EXERCISE DESCRIPTION → Find the word "Drops" in the listing below, then return every line it appears in.

EXERCISE INPUT →
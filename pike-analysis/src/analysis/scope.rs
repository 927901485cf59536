use std::collections::HashMap;

use crate::analysis::classify::needs_init_check;

#[derive(Debug, Clone, Copy, PartialEq, Eq, Hash)]
pub enum VariableState {
    /// Declared, never assigned.
    Uninitialized,
    /// Assigned on some but not all paths reaching the current point.
    MaybeInitialized,
    /// Assigned on every path reaching the current point.
    Initialized,
    /// Already reported once; further reads stay silent.
    Unknown,
}

impl VariableState {
    pub fn describe(self) -> &'static str {
        match self {
            VariableState::Uninitialized => "uninitialized",
            VariableState::MaybeInitialized => "maybe initialized",
            VariableState::Initialized => "initialized",
            VariableState::Unknown => "unknown",
        }
    }
}

#[derive(Debug, Clone, PartialEq, Eq)]
pub struct VariableRecord {
    pub name: String,
    pub declared_type: String,
    pub state: VariableState,
    pub declaration_line: usize,
    pub declaration_column: usize,
    pub scope_depth: usize,
    pub needs_init_check: bool,
}

impl VariableRecord {
    pub fn declared(
        name: &str,
        declared_type: &str,
        has_initializer: bool,
        line: usize,
        column: usize,
        scope_depth: usize,
    ) -> Self {
        Self {
            name: name.to_string(),
            declared_type: declared_type.to_string(),
            state: if has_initializer {
                VariableState::Initialized
            } else {
                VariableState::Uninitialized
            },
            declaration_line: line,
            declaration_column: column,
            scope_depth,
            needs_init_check: needs_init_check(declared_type),
        }
    }

    /// Parameters live in the function's own top scope and are never
    /// reported.
    pub fn parameter(name: &str, declared_type: &str, line: usize, column: usize) -> Self {
        Self {
            name: name.to_string(),
            declared_type: declared_type.to_string(),
            state: VariableState::Initialized,
            declaration_line: line,
            declaration_column: column,
            scope_depth: 1,
            needs_init_check: false,
        }
    }
}

/// Live variables of one activation.
///
/// A name maps to a stack of records so an inner declaration shadows an
/// outer one and the outer record becomes visible again when the inner
/// block closes. Lookups always see the innermost record.
#[derive(Debug, Clone, Default)]
pub struct ScopeTable {
    records: HashMap<String, Vec<VariableRecord>>,
}

impl ScopeTable {
    pub fn new() -> Self {
        Self {
            records: HashMap::new(),
        }
    }

    pub fn with_parameters(parameters: Vec<VariableRecord>) -> Self {
        let mut table = Self::new();
        for parameter in parameters {
            table.declare(parameter);
        }
        table
    }

    pub fn declare(&mut self, record: VariableRecord) {
        self.records
            .entry(record.name.clone())
            .or_default()
            .push(record);
    }

    /// Drops every record declared at `scope_depth` or deeper.
    pub fn remove_at_or_below(&mut self, scope_depth: usize) {
        self.records.retain(|_, shadows| {
            shadows.retain(|record| record.scope_depth < scope_depth);
            !shadows.is_empty()
        });
    }

    /// The visible records, moved to the outermost depth of a new activation
    /// so no block closing inside it can drop them.
    pub fn rebased(&self) -> ScopeTable {
        let mut table = ScopeTable::new();
        for record in self.iter() {
            table.declare(VariableRecord {
                scope_depth: 0,
                ..record.clone()
            });
        }
        table
    }

    /// Drops the visible record of `name` if it was declared at
    /// `scope_depth`, revealing whatever it shadowed.
    pub fn release(&mut self, name: &str, scope_depth: usize) {
        let Some(shadows) = self.records.get_mut(name) else {
            return;
        };
        if shadows.last().map(|record| record.scope_depth) == Some(scope_depth) {
            shadows.pop();
        }
        if shadows.is_empty() {
            self.records.remove(name);
        }
    }

    /// Records an assignment. A record that was already reported stays
    /// `Unknown` so a later branch restore cannot report it again.
    pub fn mark_initialized(&mut self, name: &str) {
        if let Some(record) = self.get_mut(name) {
            if record.state != VariableState::Unknown {
                record.state = VariableState::Initialized;
            }
        }
    }

    pub fn get(&self, name: &str) -> Option<&VariableRecord> {
        self.records.get(name).and_then(|shadows| shadows.last())
    }

    pub fn get_mut(&mut self, name: &str) -> Option<&mut VariableRecord> {
        self.records
            .get_mut(name)
            .and_then(|shadows| shadows.last_mut())
    }

    pub fn contains(&self, name: &str) -> bool {
        self.records.contains_key(name)
    }

    /// The visible record of every tracked name.
    pub fn iter(&self) -> impl Iterator<Item = &VariableRecord> {
        self.records.values().filter_map(|shadows| shadows.last())
    }

    pub fn len(&self) -> usize {
        self.records.len()
    }

    pub fn is_empty(&self) -> bool {
        self.records.is_empty()
    }
}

WRITTEN SOLUTION →
    /// Drops every record declared at `scope_depth` or deeper.
    /// Drops the visible record of `name` if it was declared at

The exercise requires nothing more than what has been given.